__EXERCISE INSTRUCTIONS__
Your answer should be every line of the entries that has the string "HTTP" in it.

Dataset entries
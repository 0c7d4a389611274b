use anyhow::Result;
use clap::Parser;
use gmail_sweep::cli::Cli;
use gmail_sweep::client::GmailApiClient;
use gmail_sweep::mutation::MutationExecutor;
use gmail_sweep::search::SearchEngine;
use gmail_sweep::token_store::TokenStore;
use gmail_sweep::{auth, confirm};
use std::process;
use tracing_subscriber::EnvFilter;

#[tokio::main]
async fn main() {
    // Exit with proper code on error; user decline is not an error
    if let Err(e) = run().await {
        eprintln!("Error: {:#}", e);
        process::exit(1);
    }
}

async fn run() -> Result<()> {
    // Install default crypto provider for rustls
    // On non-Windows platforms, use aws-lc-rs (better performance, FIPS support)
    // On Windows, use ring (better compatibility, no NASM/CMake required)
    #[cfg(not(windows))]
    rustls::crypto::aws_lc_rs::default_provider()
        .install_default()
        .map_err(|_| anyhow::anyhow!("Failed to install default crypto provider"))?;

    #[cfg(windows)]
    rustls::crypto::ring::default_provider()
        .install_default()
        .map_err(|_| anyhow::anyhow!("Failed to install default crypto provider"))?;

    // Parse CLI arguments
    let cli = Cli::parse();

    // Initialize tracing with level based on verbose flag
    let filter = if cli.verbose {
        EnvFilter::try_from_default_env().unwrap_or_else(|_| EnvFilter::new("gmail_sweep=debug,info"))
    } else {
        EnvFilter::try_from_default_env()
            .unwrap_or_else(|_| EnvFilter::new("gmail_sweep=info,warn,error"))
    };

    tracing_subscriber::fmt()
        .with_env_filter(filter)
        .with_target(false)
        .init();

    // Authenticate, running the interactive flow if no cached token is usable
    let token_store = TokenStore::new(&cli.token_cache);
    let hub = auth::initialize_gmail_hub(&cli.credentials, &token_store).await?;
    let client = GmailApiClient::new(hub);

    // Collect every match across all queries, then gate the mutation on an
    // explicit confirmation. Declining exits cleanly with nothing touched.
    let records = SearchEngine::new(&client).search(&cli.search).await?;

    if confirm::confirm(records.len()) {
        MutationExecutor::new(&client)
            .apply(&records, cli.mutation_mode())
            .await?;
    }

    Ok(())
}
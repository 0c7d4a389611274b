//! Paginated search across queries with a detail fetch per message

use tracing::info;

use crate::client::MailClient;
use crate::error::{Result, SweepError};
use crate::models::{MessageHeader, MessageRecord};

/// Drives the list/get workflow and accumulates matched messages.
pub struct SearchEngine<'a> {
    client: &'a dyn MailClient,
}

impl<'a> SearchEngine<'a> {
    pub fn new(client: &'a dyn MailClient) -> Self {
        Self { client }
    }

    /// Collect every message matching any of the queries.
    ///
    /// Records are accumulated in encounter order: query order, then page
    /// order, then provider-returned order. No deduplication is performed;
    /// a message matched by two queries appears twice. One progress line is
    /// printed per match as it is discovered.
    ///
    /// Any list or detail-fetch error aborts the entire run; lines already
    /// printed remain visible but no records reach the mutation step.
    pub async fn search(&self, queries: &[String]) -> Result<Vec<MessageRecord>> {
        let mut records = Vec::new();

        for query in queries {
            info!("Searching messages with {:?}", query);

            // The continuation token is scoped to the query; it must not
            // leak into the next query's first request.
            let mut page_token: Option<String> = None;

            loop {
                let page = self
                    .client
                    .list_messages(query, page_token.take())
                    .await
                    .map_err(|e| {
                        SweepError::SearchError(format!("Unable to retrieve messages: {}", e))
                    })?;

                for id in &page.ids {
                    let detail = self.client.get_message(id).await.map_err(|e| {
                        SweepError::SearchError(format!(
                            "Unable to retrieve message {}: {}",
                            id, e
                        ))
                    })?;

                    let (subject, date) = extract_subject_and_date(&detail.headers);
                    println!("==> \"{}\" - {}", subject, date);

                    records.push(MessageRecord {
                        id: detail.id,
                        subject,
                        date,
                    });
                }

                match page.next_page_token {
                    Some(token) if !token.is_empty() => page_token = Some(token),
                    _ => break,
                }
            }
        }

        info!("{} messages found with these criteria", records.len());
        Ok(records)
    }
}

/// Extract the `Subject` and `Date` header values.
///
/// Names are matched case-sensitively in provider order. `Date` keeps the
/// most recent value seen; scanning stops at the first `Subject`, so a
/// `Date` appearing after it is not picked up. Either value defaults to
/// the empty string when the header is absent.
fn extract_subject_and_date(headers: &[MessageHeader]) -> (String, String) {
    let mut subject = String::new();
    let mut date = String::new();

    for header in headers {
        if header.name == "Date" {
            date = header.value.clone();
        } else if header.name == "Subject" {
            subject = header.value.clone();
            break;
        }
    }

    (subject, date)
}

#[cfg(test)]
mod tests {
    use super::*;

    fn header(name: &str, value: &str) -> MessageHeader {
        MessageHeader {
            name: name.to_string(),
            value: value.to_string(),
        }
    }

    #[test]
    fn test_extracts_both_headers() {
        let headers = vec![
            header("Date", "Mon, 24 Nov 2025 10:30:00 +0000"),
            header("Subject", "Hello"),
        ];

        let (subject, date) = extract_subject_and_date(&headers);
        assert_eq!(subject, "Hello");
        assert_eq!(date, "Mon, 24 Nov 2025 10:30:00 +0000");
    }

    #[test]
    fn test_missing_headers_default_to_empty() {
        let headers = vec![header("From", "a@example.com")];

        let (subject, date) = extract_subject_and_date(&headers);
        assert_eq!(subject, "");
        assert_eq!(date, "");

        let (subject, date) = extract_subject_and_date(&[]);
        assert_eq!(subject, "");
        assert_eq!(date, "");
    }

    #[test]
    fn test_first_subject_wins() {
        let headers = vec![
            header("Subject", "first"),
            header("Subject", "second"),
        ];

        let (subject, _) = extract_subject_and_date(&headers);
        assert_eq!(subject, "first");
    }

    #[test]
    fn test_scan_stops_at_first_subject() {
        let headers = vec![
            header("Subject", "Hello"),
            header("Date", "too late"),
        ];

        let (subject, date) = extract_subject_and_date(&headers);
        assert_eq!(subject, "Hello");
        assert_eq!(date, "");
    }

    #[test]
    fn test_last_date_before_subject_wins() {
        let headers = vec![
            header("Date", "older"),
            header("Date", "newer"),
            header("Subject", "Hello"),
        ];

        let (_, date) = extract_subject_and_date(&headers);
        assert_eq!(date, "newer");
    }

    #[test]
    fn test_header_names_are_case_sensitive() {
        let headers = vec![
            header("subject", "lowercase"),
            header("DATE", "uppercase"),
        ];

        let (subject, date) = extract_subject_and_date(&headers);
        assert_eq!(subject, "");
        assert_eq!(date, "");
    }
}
...
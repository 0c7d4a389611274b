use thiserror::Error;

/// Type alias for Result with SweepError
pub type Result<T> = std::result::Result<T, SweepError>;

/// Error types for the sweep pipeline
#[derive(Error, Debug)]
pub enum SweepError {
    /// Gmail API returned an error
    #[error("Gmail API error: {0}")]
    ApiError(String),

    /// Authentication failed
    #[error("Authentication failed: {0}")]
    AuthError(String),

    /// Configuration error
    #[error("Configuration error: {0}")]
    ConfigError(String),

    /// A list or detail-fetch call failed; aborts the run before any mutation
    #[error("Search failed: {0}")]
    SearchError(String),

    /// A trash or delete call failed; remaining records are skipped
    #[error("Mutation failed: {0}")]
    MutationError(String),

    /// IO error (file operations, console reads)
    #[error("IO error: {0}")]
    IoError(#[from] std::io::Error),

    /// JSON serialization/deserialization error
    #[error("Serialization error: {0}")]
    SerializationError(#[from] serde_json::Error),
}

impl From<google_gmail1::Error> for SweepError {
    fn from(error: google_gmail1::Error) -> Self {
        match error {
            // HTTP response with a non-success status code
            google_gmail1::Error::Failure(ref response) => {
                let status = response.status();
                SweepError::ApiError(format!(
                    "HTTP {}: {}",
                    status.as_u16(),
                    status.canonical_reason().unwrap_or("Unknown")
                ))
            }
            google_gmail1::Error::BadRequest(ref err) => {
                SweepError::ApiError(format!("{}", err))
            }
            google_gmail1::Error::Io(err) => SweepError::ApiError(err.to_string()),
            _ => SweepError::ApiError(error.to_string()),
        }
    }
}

__RESULT OF THIS EXERCISE__
            // HTTP response with a non-success status code
                    "HTTP {}: {}",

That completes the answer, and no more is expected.